+++ SUPPLIED DATA
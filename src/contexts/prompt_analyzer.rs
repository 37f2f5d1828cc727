use crate::contexts::{LlmClient, UpstreamError};
use crate::pipeline::strip_code_fence;
use regex::Regex;
use serde::Serialize;
use std::sync::OnceLock;

const DEFAULT_PLUGIN_NAME: &str = "MyMirthPlugin";
const DEFAULT_PACKAGE: &str = "com.example";
const DEFAULT_MIRTH_VERSION: &str = "4.5.2";
const DEFAULT_PLUGIN_TYPE: &str = "server_plugin";
const DEFAULT_DICOM_HOST: &str = "localhost:104";
const DEFAULT_DICOM_PORT: u16 = 104;
const DEFAULT_SERVER_AE: &str = "PACSSERVER";
const DEFAULT_CLIENT_AE: &str = "MIRTHCLIENT";

static DICOM_HINT: OnceLock<Regex> = OnceLock::new();
static PLUGIN_NAME: OnceLock<Regex> = OnceLock::new();
static HOST_PORT: OnceLock<Regex> = OnceLock::new();
static PORT_SUFFIX: OnceLock<Regex> = OnceLock::new();
static SERVER_AE: OnceLock<Regex> = OnceLock::new();
static CLIENT_AE: OnceLock<Regex> = OnceLock::new();

fn dicom_hint() -> &'static Regex {
    DICOM_HINT.get_or_init(|| {
        Regex::new(r"(?i)\b(dicom|c[- ]find)\b").expect("dicom hint pattern is valid")
    })
}

fn plugin_name_pattern() -> &'static Regex {
    PLUGIN_NAME.get_or_init(|| {
        Regex::new(r"(?i)plugin\s+([A-Za-z0-9]+)").expect("plugin name pattern is valid")
    })
}

fn host_port_pattern() -> &'static Regex {
    HOST_PORT.get_or_init(|| {
        Regex::new(r"([A-Za-z0-9.-]+:[0-9]{2,5})").expect("host pattern is valid")
    })
}

fn port_suffix_pattern() -> &'static Regex {
    PORT_SUFFIX.get_or_init(|| Regex::new(r":([0-9]{2,5})").expect("port pattern is valid"))
}

fn server_ae_pattern() -> &'static Regex {
    SERVER_AE.get_or_init(|| {
        Regex::new(r"(?i)AE[- ]Title(?: of the server)?\s*[:=]\s*([A-Za-z0-9_-]+)")
            .expect("server AE pattern is valid")
    })
}

fn client_ae_pattern() -> &'static Regex {
    CLIENT_AE.get_or_init(|| {
        Regex::new(r"(?i)AE[- ]Title(?: of the plugin)?\s*[:=]\s*([A-Za-z0-9_-]+)")
            .expect("client AE pattern is valid")
    })
}

/// Structured plugin metadata inferred from the user prompt.
///
/// Every field has a deterministic default so an unparsable model answer
/// never fails the request.
#[derive(Debug, Clone, PartialEq, Serialize)]
pub struct PluginMetadata {
    pub plugin_name: String,
    pub plugin_description: String,
    pub main_class_name: String,
    pub package: String,
    pub plugin_id: String,
    pub mirth_version: String,
    pub plugin_type: String,
    pub use_assembly: bool,
    pub provided_dependencies: Vec<String>,
    pub dicom_enabled: bool,
    pub dicom_host: Option<String>,
    pub dicom_port: Option<u16>,
    pub dicom_server_ae: Option<String>,
    pub dicom_client_ae: Option<String>,
}

/// Infers plugin metadata from a prompt via the model service.
pub struct PromptAnalyzer<'a, C: LlmClient> {
    client: &'a C,
}

impl<'a, C: LlmClient> PromptAnalyzer<'a, C> {
    pub fn new(client: &'a C) -> Self {
        Self { client }
    }

    /// Asks the model for a pure-JSON metadata object and parses it.
    ///
    /// A transport failure is fatal; an unparsable or incomplete answer
    /// falls back to defaults field by field.
    pub fn analyze(&self, prompt: &str) -> Result<PluginMetadata, UpstreamError> {
        let instruction = build_analysis_prompt(prompt);
        let raw = self.client.generate(&instruction)?;
        let text = strip_code_fence(&raw);
        Ok(parse_metadata(text, prompt))
    }
}

fn build_analysis_prompt(prompt: &str) -> String {
    format!(
        "You are an assistant that extracts metadata for a Mirth Connect plugin \
         from a single user prompt. Respond ONLY with a valid JSON dictionary. \
         NO markdown, NO comments, NO explanation. Use double quotes for all keys \
         and string values.\n\n\
         Example output:\n\
         {{\n\
         \x20 \"plugin_name\": \"DicomAnalyzerPlugin\",\n\
         \x20 \"plugin_description\": \"build a dicom plugin\",\n\
         \x20 \"main_class_name\": \"DicomAnalyzerPlugin\",\n\
         \x20 \"package\": \"com.example\",\n\
         \x20 \"plugin_id\": \"dicom-analyzer-plugin\",\n\
         \x20 \"mirth_version\": \"4.5.2\",\n\
         \x20 \"plugin_type\": \"server_plugin\",\n\
         \x20 \"use_assembly\": true,\n\
         \x20 \"provided_dependencies\": [\"mirth-server-api\", \"mirth-client-core\"],\n\
         \x20 \"dicom_enabled\": true,\n\
         \x20 \"dicom_host\": \"localhost:104\",\n\
         \x20 \"dicom_port\": 104,\n\
         \x20 \"dicom_server_ae\": \"PACSSERVER\",\n\
         \x20 \"dicom_client_ae\": \"MIRTHCLIENT\"\n\
         }}\n\n\
         Prompt:\n{}\n\
         Return ONLY valid JSON as above.",
        prompt
    )
}

/// Parses the model's answer, falling back to the full default mapping when
/// it is not a JSON object, and merging field by field otherwise.
fn parse_metadata(text: &str, prompt: &str) -> PluginMetadata {
    let dicom_flag = dicom_hint().is_match(prompt);

    let parsed: Option<serde_json::Value> = serde_json::from_str(text).ok();
    let object = match parsed.as_ref().and_then(|v| v.as_object()) {
        Some(object) => object.clone(),
        None => return default_metadata(prompt, dicom_flag),
    };

    merge_with_defaults(&object, prompt, dicom_flag)
}

/// Fallback metadata derived from the prompt alone.
fn default_metadata(prompt: &str, dicom_flag: bool) -> PluginMetadata {
    let base_name = plugin_name_pattern()
        .captures(prompt)
        .map(|caps| capitalize(&caps[1]))
        .unwrap_or_else(|| DEFAULT_PLUGIN_NAME.to_string());

    let (plugin_name, main_class_name, plugin_id) = if dicom_flag {
        (
            "DicomAnalyzerPlugin".to_string(),
            "DicomAnalyzerPlugin".to_string(),
            "dicom-analyzer-plugin".to_string(),
        )
    } else {
        let id = base_name.to_lowercase().replace(' ', "-");
        (base_name.clone(), base_name, id)
    };

    let mut metadata = PluginMetadata {
        plugin_name,
        plugin_description: truncate_description(prompt),
        main_class_name,
        package: DEFAULT_PACKAGE.to_string(),
        plugin_id,
        mirth_version: DEFAULT_MIRTH_VERSION.to_string(),
        plugin_type: DEFAULT_PLUGIN_TYPE.to_string(),
        use_assembly: true,
        provided_dependencies: vec![
            "mirth-server-api".to_string(),
            "mirth-client-core".to_string(),
        ],
        dicom_enabled: dicom_flag,
        dicom_host: None,
        dicom_port: None,
        dicom_server_ae: None,
        dicom_client_ae: None,
    };

    if dicom_flag {
        fill_dicom_defaults(&mut metadata, prompt);
    }

    metadata
}

fn merge_with_defaults(
    object: &serde_json::Map<String, serde_json::Value>,
    prompt: &str,
    dicom_flag: bool,
) -> PluginMetadata {
    let defaults = default_metadata(prompt, dicom_flag);

    let string_or = |key: &str, fallback: &str| -> String {
        object
            .get(key)
            .and_then(|v| v.as_str())
            .filter(|s| !s.is_empty())
            .map(|s| s.to_string())
            .unwrap_or_else(|| fallback.to_string())
    };

    let mut metadata = PluginMetadata {
        plugin_name: string_or("plugin_name", &defaults.plugin_name),
        plugin_description: string_or("plugin_description", &defaults.plugin_description),
        main_class_name: string_or("main_class_name", &defaults.main_class_name),
        package: string_or("package", &defaults.package),
        plugin_id: string_or("plugin_id", &defaults.plugin_id),
        mirth_version: string_or("mirth_version", &defaults.mirth_version),
        plugin_type: string_or("plugin_type", &defaults.plugin_type),
        use_assembly: object
            .get("use_assembly")
            .and_then(|v| v.as_bool())
            .unwrap_or(defaults.use_assembly),
        provided_dependencies: object
            .get("provided_dependencies")
            .and_then(|v| v.as_array())
            .map(|items| {
                items
                    .iter()
                    .filter_map(|item| item.as_str())
                    .map(|s| s.to_string())
                    .collect()
            })
            .filter(|deps: &Vec<String>| !deps.is_empty())
            .unwrap_or(defaults.provided_dependencies),
        dicom_enabled: false,
        dicom_host: None,
        dicom_port: None,
        dicom_server_ae: None,
        dicom_client_ae: None,
    };

    let answered_dicom = object
        .get("dicom_enabled")
        .and_then(|v| v.as_bool())
        .unwrap_or(false);

    if dicom_flag || answered_dicom {
        metadata.dicom_enabled = true;
        fill_dicom_defaults(&mut metadata, prompt);

        if let Some(host) = object.get("dicom_host").and_then(|v| v.as_str()) {
            metadata.dicom_host = Some(host.to_string());
            metadata.dicom_port = Some(port_from_host(host).unwrap_or(DEFAULT_DICOM_PORT));
        }
        if let Some(port) = object
            .get("dicom_port")
            .and_then(|v| v.as_u64())
            .and_then(|p| u16::try_from(p).ok())
        {
            metadata.dicom_port = Some(port);
        }
        if let Some(ae) = object.get("dicom_server_ae").and_then(|v| v.as_str()) {
            metadata.dicom_server_ae = Some(ae.to_string());
        }
        if let Some(ae) = object.get("dicom_client_ae").and_then(|v| v.as_str()) {
            metadata.dicom_client_ae = Some(ae.to_string());
        }
    }

    metadata
}

fn fill_dicom_defaults(metadata: &mut PluginMetadata, prompt: &str) {
    let host = extract_host_port(prompt).unwrap_or_else(|| DEFAULT_DICOM_HOST.to_string());
    metadata.dicom_port = Some(port_from_host(&host).unwrap_or(DEFAULT_DICOM_PORT));
    metadata.dicom_host = Some(host);
    metadata.dicom_server_ae = Some(
        extract_ae_title(server_ae_pattern(), prompt)
            .unwrap_or_else(|| DEFAULT_SERVER_AE.to_string()),
    );
    metadata.dicom_client_ae = Some(
        extract_ae_title(client_ae_pattern(), prompt)
            .unwrap_or_else(|| DEFAULT_CLIENT_AE.to_string()),
    );
}

fn extract_host_port(prompt: &str) -> Option<String> {
    host_port_pattern()
        .captures(prompt)
        .map(|caps| caps[1].to_string())
}

fn port_from_host(host: &str) -> Option<u16> {
    port_suffix_pattern()
        .captures(host)
        .and_then(|caps| caps[1].parse().ok())
}

fn extract_ae_title(pattern: &Regex, prompt: &str) -> Option<String> {
    pattern.captures(prompt).map(|caps| caps[1].to_string())
}

fn capitalize(word: &str) -> String {
    let mut chars = word.chars();
    match chars.next() {
        Some(first) => first.to_uppercase().chain(chars).collect(),
        None => String::new(),
    }
}

fn truncate_description(prompt: &str) -> String {
    const LIMIT: usize = 50;
    if prompt.chars().count() > LIMIT {
        let head: String = prompt.chars().take(LIMIT).collect();
        format!("{}...", head)
    } else {
        prompt.to_string()
    }
}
++++++
EXERCISE GOAL: Take the lines from the first line of the listing up to and including the line with "static HOST_PORT: OnceLock<Regex>" and give them again exactly.

PROBLEM SOLUTION:
filename src/contexts/prompt_analyzer.rs
repository 37f2f5d1828cc727
use crate::contexts::{LlmClient, UpstreamError};
use crate::pipeline::strip_code_fence;
use regex::Regex;
use serde::Serialize;
use std::sync::OnceLock;

const DEFAULT_PLUGIN_NAME: &str = "MyMirthPlugin";
const DEFAULT_PACKAGE: &str = "com.example";
const DEFAULT_MIRTH_VERSION: &str = "4.5.2";
const DEFAULT_PLUGIN_TYPE: &str = "server_plugin";
const DEFAULT_DICOM_HOST: &str = "localhost:104";
const DEFAULT_DICOM_PORT: u16 = 104;
const DEFAULT_SERVER_AE: &str = "PACSSERVER";
const DEFAULT_CLIENT_AE: &str = "MIRTHCLIENT";

static DICOM_HINT: OnceLock<Regex> = OnceLock::new();
static PLUGIN_NAME: OnceLock<Regex> = OnceLock::new();
static HOST_PORT: OnceLock<Regex> = OnceLock::new();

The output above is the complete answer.